— Je me souviens… C’était un matin de juin 1982…
— Hugues ? Que s’est-il passé en juin 1982 ?
— Notre première rencontre, ma chère Raymonde. Notre première rencontre.
— Ah oui ? C’était en 1982 ?
— Le 21 juin 1982. Nous nous sommes dit bonjour à 19h04. Il faisait beau malgré l’apparition de quelques nuages. Un harpiste jouait sa musique dans la rue. Nous étions dans un bar. J’ai commandé une bière et toi, un panaché. Nous avons consommé nos boissons sur la terrasse. Il y avait Philibert aussi, ce jour-là. Mais lui a pris un coca. Le serveur portait un t-shirt bleu ciel avec des chaussures rayées blanches et vertes. Je l’entends encore dire à un de ses collègues que le lendemain, c’était son anniversaire.
— Tu t’en souviens mieux que moi, dis donc.
— Je m’en souviens comme si c’était hier.
— En effet.
— Encore mieux que si c’était hier, en fait ! Chaque détail me revient en mémoire. C’est fou…
— Quand tu disais avoir une mémoire d’éléphant depuis le nouvel an, tu n’exagérais rien. Combien de fois as-tu oublié l’anniversaire de ta femme ?
— Au moins douze fois…
— Combien de fois as-tu oublié ton propre anniversaire ?
— Quatre fois, précisément.
— Quand as-tu oublié tes clefs à l’intérieur de chez toi ?
— Le 2 mars 2009, 10h17. Je m’en suis aperçu en revenant de la boulangerie.
— Quand as-tu égaré ta carte bancaire ?
— Une fois par mois, ces deux dernières années.
— Impressionnant…
— Je me souviens de tout. De tout.
— Tu sais, moi aussi je suis quelque peu… différente… depuis le nouvel an…
— Vraiment ?
— Je ne sais pas si tu te souviens mais… j’étais très dépensière.
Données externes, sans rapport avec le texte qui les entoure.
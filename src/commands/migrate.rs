//! Migrate command - Schema creation and admin bootstrap.

use std::sync::Arc;

use super::Core;
use crate::config::Config;
use crate::errors::AppResult;
use crate::services::UserManager;

/// Execute the migrate command
pub async fn execute(config: Config) -> AppResult<()> {
    tracing::info!("Running migrations...");

    let core = Core::connect(&config).await?;
    let users = Arc::new(UserManager::new(core.factory.clone(), core.hasher.clone()));

    core.migrate(users, &config).await?;
    core.close().await?;

    tracing::info!("Migrations completed successfully");
    Ok(())
}
//! Serve command - Starts the HTTP server.

use std::sync::Arc;
use std::time::Duration;

use super::Core;
use crate::api::{create_router, AppState};
use crate::cli::ServeArgs;
use crate::config::Config;
use crate::domain::TokenService;
use crate::errors::{AppError, AppResult};
use crate::jobs::{HtmlTemplateService, MessagingService, SmtpMessagingService, TemplateService};
use crate::security::JwtTokenService;
use crate::services::{Authenticator, UserManager};

/// Messaging is optional: without SMTP settings, or with broken ones,
/// users are still created, just without a welcome email.
fn messaging(config: &Config) -> Option<Arc<dyn MessagingService>> {
    let Some(settings) = &config.smtp else {
        tracing::warn!("SMTP_HOST not set, messaging disabled");
        return None;
    };

    match SmtpMessagingService::new(settings) {
        Ok(service) => Some(Arc::new(service)),
        Err(e) => {
            tracing::warn!("Messaging disabled: {}", e);
            None
        }
    }
}

/// Execute the serve command
pub async fn execute(args: ServeArgs, mut config: Config) -> AppResult<()> {
    tracing::info!("Starting server...");

    if let Some(host) = args.host {
        config.server_host = host;
    }
    if let Some(port) = args.port {
        config.server_port = port;
    }

    let tokens: Arc<dyn TokenService> = Arc::new(JwtTokenService::from_files(
        &config.rsa_private_key_path,
        &config.rsa_public_key_path,
        config.jwt_issuer.clone(),
    )?);

    let core = Core::connect(&config).await?;

    let templates: Arc<dyn TemplateService> = Arc::new(HtmlTemplateService::new());
    let users = Arc::new(
        UserManager::new(core.factory.clone(), core.hasher.clone())
            .with_messaging(messaging(&config), Some(templates)),
    );
    let email_tasks = users.tracker();

    core.migrate(users.clone(), &config).await?;

    let auth = Arc::new(Authenticator::new(
        core.factory.clone(),
        core.hasher.clone(),
        tokens.clone(),
    ));
    let state = AppState::new(auth, users, tokens).with_database(core.database.clone());
    let app = create_router(state);

    let addr = config.server_addr();
    let listener = tokio::net::TcpListener::bind(&addr)
        .await
        .map_err(|e| AppError::internal(format!("Failed to bind to {}: {}", addr, e)))?;

    tracing::info!("Server running on http://{}", addr);

    axum::serve(listener, app)
        .with_graceful_shutdown(shutdown_signal())
        .await
        .map_err(|e| AppError::internal(format!("Server error: {}", e)))?;

    // Let in-flight welcome emails finish, up to the grace period
    email_tasks.close();
    let grace = Duration::from_secs(config.shutdown_grace_seconds);
    if tokio::time::timeout(grace, email_tasks.wait()).await.is_err() {
        tracing::warn!(
            pending = email_tasks.len(),
            "Abandoning email deliveries still running after {:?}",
            grace
        );
    }

    core.close().await?;
    tracing::info!("Server stopped gracefully");
    Ok(())
}

/// Resolve on ctrl-c or SIGTERM
async fn shutdown_signal() {
    let ctrl_c = async {
        if let Err(e) = tokio::signal::ctrl_c().await {
            tracing::error!("Failed to listen for ctrl-c: {}", e);
            std::future::pending::<()>().await;
        }
    };

    #[cfg(unix)]
    let terminate = async {
        match tokio::signal::unix::signal(tokio::signal::unix::SignalKind::terminate()) {
            Ok(mut signal) => {
                signal.recv().await;
            }
            Err(e) => {
                tracing::error!("Failed to listen for SIGTERM: {}", e);
                std::future::pending::<()>().await;
            }
        }
    };

    #[cfg(not(unix))]
    let terminate = std::future::pending::<()>();

    tokio::select! {
        _ = ctrl_c => {},
        _ = terminate => {},
    }

    tracing::info!("Shutdown signal received, starting graceful shutdown");
}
— La plus dépensière de nous tous. À chaque virée shopping, tu dépenses en moyenne six-cent-quarante-deux euros et trente-trois centimes. Et tu reviens avec cinq à six sacs sous le bras en ayant fait pas moins de quinze boutiques.
— Tu as vraiment fait une moyenne de tout ce que je dépense en shopping ?
— Compte tenu du fait que nous nous retrouvons en centre-ville au moins une fois par mois, qu’il y a les soldes deux fois dans l’année… Si je résume tes dépenses de l’année 2019, oui… On arrive à ce résultat-là.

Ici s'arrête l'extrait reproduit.